Requirement ::
Output range, inclusive: from the line containing "as they were." to the line containing "the visible rows.". Restate those lines from the data below word for word and only those.

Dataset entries
↓↓↓
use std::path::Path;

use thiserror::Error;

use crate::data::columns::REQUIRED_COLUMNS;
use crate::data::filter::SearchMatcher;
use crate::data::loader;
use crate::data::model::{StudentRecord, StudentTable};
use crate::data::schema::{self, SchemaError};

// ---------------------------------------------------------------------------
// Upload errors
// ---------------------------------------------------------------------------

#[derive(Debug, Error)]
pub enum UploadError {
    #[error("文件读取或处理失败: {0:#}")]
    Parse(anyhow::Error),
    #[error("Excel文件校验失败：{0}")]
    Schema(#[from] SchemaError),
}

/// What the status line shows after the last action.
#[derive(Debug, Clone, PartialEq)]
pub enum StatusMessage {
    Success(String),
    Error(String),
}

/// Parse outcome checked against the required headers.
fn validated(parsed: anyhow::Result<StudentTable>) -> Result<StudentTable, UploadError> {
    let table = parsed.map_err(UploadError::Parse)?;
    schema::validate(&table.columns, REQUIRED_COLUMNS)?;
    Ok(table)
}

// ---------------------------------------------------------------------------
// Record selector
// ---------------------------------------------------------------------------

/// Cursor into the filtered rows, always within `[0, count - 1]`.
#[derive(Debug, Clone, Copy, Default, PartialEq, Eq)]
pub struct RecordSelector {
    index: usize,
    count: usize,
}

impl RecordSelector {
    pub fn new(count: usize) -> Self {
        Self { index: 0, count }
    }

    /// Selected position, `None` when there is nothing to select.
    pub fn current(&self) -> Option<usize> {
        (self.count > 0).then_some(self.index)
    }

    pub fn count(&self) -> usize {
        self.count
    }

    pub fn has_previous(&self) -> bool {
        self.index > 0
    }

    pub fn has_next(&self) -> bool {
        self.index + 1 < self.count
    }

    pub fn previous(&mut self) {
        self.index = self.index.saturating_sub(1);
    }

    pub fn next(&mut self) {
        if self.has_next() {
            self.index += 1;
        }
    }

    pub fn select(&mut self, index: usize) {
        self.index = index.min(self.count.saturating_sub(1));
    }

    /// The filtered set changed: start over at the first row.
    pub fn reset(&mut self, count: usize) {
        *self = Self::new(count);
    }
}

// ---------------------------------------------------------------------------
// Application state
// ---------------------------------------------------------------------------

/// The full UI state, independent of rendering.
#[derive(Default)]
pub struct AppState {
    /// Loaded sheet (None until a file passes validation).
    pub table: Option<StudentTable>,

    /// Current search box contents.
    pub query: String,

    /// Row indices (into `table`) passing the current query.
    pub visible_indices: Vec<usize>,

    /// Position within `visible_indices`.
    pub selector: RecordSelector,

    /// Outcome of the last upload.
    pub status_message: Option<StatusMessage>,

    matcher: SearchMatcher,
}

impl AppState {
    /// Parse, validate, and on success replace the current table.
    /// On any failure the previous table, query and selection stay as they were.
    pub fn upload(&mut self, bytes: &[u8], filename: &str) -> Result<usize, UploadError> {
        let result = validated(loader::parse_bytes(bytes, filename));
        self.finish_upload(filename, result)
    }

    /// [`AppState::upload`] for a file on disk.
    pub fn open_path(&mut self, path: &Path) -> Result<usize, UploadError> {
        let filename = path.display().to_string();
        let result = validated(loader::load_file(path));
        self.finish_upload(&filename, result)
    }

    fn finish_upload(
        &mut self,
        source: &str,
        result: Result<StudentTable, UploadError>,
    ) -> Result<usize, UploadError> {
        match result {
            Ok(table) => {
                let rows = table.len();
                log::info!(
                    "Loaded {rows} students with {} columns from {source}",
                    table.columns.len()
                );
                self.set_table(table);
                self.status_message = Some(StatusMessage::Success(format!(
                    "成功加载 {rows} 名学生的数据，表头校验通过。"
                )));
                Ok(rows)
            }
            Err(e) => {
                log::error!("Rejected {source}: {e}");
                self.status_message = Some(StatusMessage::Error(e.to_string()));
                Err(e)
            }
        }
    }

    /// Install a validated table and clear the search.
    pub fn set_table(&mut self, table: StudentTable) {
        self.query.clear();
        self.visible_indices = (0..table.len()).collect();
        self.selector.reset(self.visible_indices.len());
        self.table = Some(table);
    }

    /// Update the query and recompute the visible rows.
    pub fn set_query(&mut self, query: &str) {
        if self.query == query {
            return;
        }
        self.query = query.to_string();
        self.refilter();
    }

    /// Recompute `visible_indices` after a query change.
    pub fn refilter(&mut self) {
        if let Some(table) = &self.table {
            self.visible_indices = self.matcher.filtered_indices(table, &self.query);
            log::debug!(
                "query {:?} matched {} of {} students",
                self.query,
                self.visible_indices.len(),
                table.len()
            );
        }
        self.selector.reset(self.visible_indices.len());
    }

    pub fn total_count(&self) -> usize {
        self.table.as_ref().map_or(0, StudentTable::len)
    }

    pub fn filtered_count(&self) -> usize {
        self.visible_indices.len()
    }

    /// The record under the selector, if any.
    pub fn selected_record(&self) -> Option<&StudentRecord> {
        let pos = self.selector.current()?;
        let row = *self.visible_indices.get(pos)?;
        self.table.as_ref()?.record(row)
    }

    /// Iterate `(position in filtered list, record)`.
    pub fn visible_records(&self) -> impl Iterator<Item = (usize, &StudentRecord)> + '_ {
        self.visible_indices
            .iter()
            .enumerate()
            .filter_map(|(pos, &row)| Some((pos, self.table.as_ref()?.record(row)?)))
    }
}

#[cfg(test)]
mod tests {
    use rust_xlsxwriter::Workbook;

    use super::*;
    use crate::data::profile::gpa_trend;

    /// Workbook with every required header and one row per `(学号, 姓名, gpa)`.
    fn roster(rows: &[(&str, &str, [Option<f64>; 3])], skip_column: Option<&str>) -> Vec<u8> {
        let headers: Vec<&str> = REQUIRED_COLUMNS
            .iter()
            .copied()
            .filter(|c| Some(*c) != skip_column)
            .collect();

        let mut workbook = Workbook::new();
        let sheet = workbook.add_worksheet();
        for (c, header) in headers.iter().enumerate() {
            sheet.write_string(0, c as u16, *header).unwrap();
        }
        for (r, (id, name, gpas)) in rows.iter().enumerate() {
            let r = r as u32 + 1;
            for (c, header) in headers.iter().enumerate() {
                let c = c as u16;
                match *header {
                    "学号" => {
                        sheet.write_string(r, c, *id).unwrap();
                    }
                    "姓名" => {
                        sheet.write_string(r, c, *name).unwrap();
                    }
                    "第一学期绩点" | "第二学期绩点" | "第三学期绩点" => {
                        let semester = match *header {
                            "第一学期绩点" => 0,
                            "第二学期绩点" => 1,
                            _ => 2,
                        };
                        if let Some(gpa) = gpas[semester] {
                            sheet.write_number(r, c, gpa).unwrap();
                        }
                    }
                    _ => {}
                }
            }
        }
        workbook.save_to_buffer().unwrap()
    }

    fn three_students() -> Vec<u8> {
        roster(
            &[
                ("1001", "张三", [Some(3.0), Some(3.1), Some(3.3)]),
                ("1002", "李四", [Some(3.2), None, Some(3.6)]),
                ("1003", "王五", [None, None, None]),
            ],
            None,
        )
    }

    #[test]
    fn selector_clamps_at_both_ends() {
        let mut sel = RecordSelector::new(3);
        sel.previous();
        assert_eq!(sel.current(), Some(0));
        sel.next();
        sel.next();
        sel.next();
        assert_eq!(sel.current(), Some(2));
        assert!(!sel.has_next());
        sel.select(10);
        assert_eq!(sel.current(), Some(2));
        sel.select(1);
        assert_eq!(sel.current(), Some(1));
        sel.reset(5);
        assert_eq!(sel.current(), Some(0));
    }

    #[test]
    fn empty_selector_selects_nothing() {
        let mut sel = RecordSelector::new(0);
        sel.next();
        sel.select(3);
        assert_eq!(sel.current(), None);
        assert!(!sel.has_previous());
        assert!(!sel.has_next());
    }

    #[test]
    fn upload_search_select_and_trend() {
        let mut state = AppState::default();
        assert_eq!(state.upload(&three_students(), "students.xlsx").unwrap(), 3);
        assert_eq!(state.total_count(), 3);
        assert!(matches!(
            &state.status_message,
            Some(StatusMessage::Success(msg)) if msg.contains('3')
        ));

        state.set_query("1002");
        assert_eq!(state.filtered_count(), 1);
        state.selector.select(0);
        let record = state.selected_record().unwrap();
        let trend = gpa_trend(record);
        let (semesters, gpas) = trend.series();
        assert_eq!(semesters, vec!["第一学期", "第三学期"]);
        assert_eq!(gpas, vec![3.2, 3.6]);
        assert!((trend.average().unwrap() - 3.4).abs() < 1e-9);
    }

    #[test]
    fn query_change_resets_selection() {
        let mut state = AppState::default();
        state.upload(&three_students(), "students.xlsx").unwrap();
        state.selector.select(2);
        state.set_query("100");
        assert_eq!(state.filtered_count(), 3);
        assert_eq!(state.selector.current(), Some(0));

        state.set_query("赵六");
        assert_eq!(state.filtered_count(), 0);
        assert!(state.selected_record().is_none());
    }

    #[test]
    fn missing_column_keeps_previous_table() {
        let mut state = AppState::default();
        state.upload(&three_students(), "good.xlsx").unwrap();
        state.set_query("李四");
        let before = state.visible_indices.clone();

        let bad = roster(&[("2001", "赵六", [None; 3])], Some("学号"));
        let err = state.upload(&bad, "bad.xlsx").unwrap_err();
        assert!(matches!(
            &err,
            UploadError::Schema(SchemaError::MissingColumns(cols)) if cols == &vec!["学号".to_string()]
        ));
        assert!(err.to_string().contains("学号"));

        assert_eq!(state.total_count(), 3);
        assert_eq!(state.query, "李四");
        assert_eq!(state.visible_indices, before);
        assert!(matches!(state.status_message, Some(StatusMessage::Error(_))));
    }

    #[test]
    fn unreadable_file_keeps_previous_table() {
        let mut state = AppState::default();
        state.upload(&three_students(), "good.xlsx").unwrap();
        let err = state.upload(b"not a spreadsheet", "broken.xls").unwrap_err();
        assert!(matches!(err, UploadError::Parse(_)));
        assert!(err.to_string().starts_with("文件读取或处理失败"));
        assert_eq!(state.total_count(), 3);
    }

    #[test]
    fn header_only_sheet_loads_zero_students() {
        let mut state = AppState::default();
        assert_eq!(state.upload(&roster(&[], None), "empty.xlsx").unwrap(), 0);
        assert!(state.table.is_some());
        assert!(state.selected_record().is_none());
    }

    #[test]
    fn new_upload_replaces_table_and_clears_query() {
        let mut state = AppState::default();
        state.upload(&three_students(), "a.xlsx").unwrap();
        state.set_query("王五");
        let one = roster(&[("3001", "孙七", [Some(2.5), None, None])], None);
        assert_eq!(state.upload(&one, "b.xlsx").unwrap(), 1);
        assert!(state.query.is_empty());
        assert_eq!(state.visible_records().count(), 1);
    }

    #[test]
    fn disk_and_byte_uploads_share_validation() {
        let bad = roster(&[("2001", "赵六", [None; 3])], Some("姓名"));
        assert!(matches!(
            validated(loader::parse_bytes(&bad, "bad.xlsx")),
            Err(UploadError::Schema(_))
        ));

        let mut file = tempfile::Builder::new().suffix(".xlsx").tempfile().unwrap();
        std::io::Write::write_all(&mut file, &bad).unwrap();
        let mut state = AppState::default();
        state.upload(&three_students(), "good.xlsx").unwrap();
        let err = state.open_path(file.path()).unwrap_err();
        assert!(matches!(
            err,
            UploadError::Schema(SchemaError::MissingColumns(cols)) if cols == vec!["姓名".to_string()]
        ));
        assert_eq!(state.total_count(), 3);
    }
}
↑↑↑
↓↓↓
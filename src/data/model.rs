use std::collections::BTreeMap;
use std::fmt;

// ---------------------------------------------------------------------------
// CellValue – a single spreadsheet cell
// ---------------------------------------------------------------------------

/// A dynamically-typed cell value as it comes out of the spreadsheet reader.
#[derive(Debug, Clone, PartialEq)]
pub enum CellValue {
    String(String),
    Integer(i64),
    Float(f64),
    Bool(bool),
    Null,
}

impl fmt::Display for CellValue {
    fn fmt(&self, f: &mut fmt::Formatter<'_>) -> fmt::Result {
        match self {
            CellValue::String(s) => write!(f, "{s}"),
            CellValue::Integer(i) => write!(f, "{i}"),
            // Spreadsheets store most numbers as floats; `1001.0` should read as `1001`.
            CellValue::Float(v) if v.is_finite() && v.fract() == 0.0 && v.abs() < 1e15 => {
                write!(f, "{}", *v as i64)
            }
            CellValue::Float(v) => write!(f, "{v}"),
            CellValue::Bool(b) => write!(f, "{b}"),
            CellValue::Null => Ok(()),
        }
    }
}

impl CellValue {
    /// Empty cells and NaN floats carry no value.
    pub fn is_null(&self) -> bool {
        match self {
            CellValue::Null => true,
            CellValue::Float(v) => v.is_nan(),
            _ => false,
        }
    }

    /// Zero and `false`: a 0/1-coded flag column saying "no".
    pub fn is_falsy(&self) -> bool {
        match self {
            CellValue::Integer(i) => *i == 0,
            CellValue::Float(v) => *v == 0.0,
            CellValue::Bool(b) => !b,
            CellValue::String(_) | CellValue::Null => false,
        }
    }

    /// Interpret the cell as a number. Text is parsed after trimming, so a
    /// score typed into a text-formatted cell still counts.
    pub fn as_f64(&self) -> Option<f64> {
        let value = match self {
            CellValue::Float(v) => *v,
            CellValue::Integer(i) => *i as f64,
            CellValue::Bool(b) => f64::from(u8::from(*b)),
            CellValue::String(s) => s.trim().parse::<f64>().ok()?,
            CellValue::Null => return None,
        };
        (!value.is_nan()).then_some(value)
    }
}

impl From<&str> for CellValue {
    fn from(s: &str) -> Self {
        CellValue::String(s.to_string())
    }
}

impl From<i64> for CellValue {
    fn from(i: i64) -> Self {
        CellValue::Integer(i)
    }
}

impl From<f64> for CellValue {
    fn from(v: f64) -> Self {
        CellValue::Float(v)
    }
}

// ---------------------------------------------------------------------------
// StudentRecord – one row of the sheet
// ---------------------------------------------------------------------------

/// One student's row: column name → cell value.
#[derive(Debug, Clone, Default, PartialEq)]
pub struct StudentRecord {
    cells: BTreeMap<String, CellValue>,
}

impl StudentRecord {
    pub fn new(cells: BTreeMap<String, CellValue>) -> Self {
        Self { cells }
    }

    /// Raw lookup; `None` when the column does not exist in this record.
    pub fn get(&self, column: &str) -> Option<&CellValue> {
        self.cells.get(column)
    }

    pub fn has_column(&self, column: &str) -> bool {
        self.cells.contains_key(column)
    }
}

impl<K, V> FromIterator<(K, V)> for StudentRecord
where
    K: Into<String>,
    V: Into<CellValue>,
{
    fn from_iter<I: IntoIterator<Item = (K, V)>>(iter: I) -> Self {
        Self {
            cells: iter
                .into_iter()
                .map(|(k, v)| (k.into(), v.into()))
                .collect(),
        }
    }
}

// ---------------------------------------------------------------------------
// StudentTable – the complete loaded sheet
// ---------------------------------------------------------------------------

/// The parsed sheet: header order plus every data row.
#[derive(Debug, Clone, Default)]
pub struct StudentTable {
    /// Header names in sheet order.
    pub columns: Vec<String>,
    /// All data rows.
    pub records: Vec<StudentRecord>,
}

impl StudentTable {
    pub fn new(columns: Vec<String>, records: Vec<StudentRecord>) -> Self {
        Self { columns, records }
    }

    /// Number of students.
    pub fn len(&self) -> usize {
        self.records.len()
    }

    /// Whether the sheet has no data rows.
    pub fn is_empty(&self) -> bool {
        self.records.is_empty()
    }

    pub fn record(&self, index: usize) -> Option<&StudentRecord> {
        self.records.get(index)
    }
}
↑↑↑
Answer below ::
    /// On any failure the previous table, query and selection stay as they were.
    pub fn upload(&mut self, bytes: &[u8], filename: &str) -> Result<usize, UploadError> {
        let result = validated(loader::parse_bytes(bytes, filename));
        self.finish_upload(filename, result)
    }

    /// [`AppState::upload`] for a file on disk.
    pub fn open_path(&mut self, path: &Path) -> Result<usize, UploadError> {
        let filename = path.display().to_string();
        let result = validated(loader::load_file(path));
        self.finish_upload(&filename, result)
    }

    fn finish_upload(
        &mut self,
        source: &str,
        result: Result<StudentTable, UploadError>,
    ) -> Result<usize, UploadError> {
        match result {
            Ok(table) => {
                let rows = table.len();
                log::info!(
                    "Loaded {rows} students with {} columns from {source}",
                    table.columns.len()
                );
                self.set_table(table);
                self.status_message = Some(StatusMessage::Success(format!(
                    "成功加载 {rows} 名学生的数据，表头校验通过。"
                )));
                Ok(rows)
            }
            Err(e) => {
                log::error!("Rejected {source}: {e}");
                self.status_message = Some(StatusMessage::Error(e.to_string()));
                Err(e)
            }
        }
    }

    /// Install a validated table and clear the search.
    pub fn set_table(&mut self, table: StudentTable) {
        self.query.clear();
        self.visible_indices = (0..table.len()).collect();
        self.selector.reset(self.visible_indices.len());
        self.table = Some(table);
    }

    /// Update the query and recompute the visible rows.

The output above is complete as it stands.